This is a completely new management challenge. We must have some reassurance, at least in a year’s time but preferably from the start, that the new regulatory authority—the OGA, with its expanded powers into a separate agency, as is now proposed—has the facilities, opportunities and abilities to manage completely new requirements. We have to see a province that is going to adapt to low prices, that develops completely new opportunities and new technologies, not unrelated to the points made by the noble Baroness about the possible disposal of carbon dioxide through CCS techniques, and that learns from other countries. Norway in particular may have a lesson or two for us on how to maintain a mature province and develop new opportunities at sea.
I thank my noble friend. I do not want to give a figure on the hoof; I am sure noble Lords would appreciate that that would be dangerous. We can look at this clearly between now and Report. If we are going to have a review we will have to say when it should take place. I would not anticipate coming back without a definitive idea of that.

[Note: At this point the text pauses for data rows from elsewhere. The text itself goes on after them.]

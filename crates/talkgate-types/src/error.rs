use thiserror::Error;

use crate::llm::LlmError;

/// Errors from repository operations (used by trait definitions in talkgate-core).
#[derive(Debug, Error)]
pub enum RepositoryError {
    #[error("query error: {0}")]
    Query(String),

    #[error("conflict: {0}")]
    Conflict(String),

    /// A stored value could not be mapped back to its domain type
    /// (unknown enum string, out-of-range integer, bad timestamp).
    #[error("decode error: {0}")]
    Decode(String),
}

/// Errors surfaced by the orchestrator and the services beneath it.
///
/// None of these reach end users verbatim; the orchestrator logs the cause
/// and replies with a templated message.
#[derive(Debug, Error)]
pub enum OrchestratorError {
    /// Bad input. Nothing was mutated.
    #[error("validation error: {0}")]
    Validation(String),

    #[error("{0} not found")]
    NotFound(String),

    #[error("store error: {0}")]
    Store(#[from] RepositoryError),

    #[error("completion gateway error: {0}")]
    Gateway(#[from] LlmError),
}
//! Database pool with split reader/writer connections in WAL mode.
//!
//! SQLite allows only one writer at a time. This module provides a `DatabasePool`
//! with a multi-connection reader pool for concurrent reads and a single-connection
//! writer pool for serialized writes. Both use WAL journal mode and enforce foreign keys.

use std::path::Path;
use std::str::FromStr;

use sqlx::sqlite::{SqliteConnectOptions, SqliteJournalMode, SqlitePool, SqlitePoolOptions};

/// Split read/write pool for SQLite with WAL mode.
///
/// - `reader`: Multi-connection pool (up to 8) for concurrent SELECT queries.
/// - `writer`: Single-connection pool for serialized INSERT/UPDATE/DELETE.
#[derive(Clone)]
pub struct DatabasePool {
    pub reader: SqlitePool,
    pub writer: SqlitePool,
}

impl DatabasePool {
    /// Create a new DatabasePool with split reader/writer connections.
    ///
    /// Runs migrations automatically on the writer pool.
    pub async fn new(database_url: &str) -> Result<Self, sqlx::Error> {
        let base_opts = SqliteConnectOptions::from_str(database_url)?
            .journal_mode(SqliteJournalMode::Wal)
            .foreign_keys(true)
            .busy_timeout(std::time::Duration::from_secs(5))
            .create_if_missing(true);

        let read_opts = base_opts.clone().read_only(true);
        let write_opts = base_opts;

        let writer = SqlitePoolOptions::new()
            .max_connections(1)
            .connect_with(write_opts)
            .await?;

        // Migrations must finish before readers see the schema.
        sqlx::migrate!("../../migrations").run(&writer).await?;

        let reader = SqlitePoolOptions::new()
            .max_connections(8)
            .connect_with(read_opts)
            .await?;

        tracing::debug!(url = %database_url, "database pool ready");
        Ok(Self { reader, writer })
    }
}

/// `sqlite://{data_dir}/talkgate.db?mode=rwc`
pub fn default_database_url(data_dir: &Path) -> String {
    format!("sqlite://{}?mode=rwc", data_dir.join("talkgate.db").display())
}

#[cfg(test)]
mod tests {
    use super::*;
    use crate::sqlite::test_support::test_pool;

    #[tokio::test]
    async fn test_pool_creates_tables() {
        let pool = test_pool().await;

        let tables: Vec<(String,)> = sqlx::query_as(
            "SELECT name FROM sqlite_master WHERE type='table' AND name NOT LIKE 'sqlite_%' AND name != '_sqlx_migrations' ORDER BY name",
        )
        .fetch_all(&pool.reader)
        .await
        .unwrap();

        let table_names: Vec<&str> = tables.iter().map(|t| t.0.as_str()).collect();
        for expected in [
            "api_keys",
            "dialogues",
            "entitlements",
            "feedback_messages",
            "prompts",
            "session_ratings",
            "sessions",
            "support_messages",
        ] {
            assert!(table_names.contains(&expected), "{expected} table missing");
        }
    }

    #[tokio::test]
    async fn test_pool_wal_mode() {
        let pool = test_pool().await;

        let result: (String,) = sqlx::query_as("PRAGMA journal_mode")
            .fetch_one(&pool.writer)
            .await
            .unwrap();

        assert_eq!(result.0.to_lowercase(), "wal");
    }

    #[tokio::test]
    async fn test_pool_foreign_keys_enforced() {
        let pool = test_pool().await;

        let result: (i32,) = sqlx::query_as("PRAGMA foreign_keys")
            .fetch_one(&pool.writer)
            .await
            .unwrap();

        assert_eq!(result.0, 1, "foreign keys should be enabled");
    }

    #[test]
    fn test_default_database_url() {
        let url = default_database_url(Path::new("/var/lib/talkgate"));
        assert_eq!(url, "sqlite:///var/lib/talkgate/talkgate.db?mode=rwc");
    }
}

My Lords, I thank all noble Lords who have contributed to this debate, which has demonstrated the breadth of opinion and the cross-party consensus on the need for the Bill to be amended to ensure that carbon capture and storage—or certainly the storage and transportation elements of it—is on the face of the Bill, for the avoidance of all doubt. On these Benches, we will not be content for the Bill to leave this House without that issue being addressed. That said, I am grateful to the Minister for his response. I look forward to sitting down and engaging in the discussions he offered with officials and interested parties to see if we can come to an agreement on the review period for the legislation and the objective of the OGA. I understand the points that have been made, but if you create a body that has licensing powers over the storage of CO2, which may well involve itself in meetings in relation to storage and transportation and which may be charging fees, how can this all be possible unless its primary objective includes a reference to that? The potential for judicial reviews or objections from industry would be much wider if we do not make it crystal clear from the outset that this is what we intend the OGA to do. The noble Lord has referenced the fact that this will be self-financing, but government amendments to be tabled today would mean that public money was potentially being given to the OGA. I reiterate that we will not be content unless something appears on the face of the Bill, but I look forward to sitting down with the Minister and his officials and, on that basis, I am happy to withdraw the amendment.
I join the noble Baroness, Lady Worthington, in thanking those who have participated in the debate and the Minister for his reply. I have one final question for him. Have the officials in his department conducted a study of how the Bill might impact CCS? There are serious questions there: if they have not done that, could they do so? It would be extremely useful as a lead-in to the next stage.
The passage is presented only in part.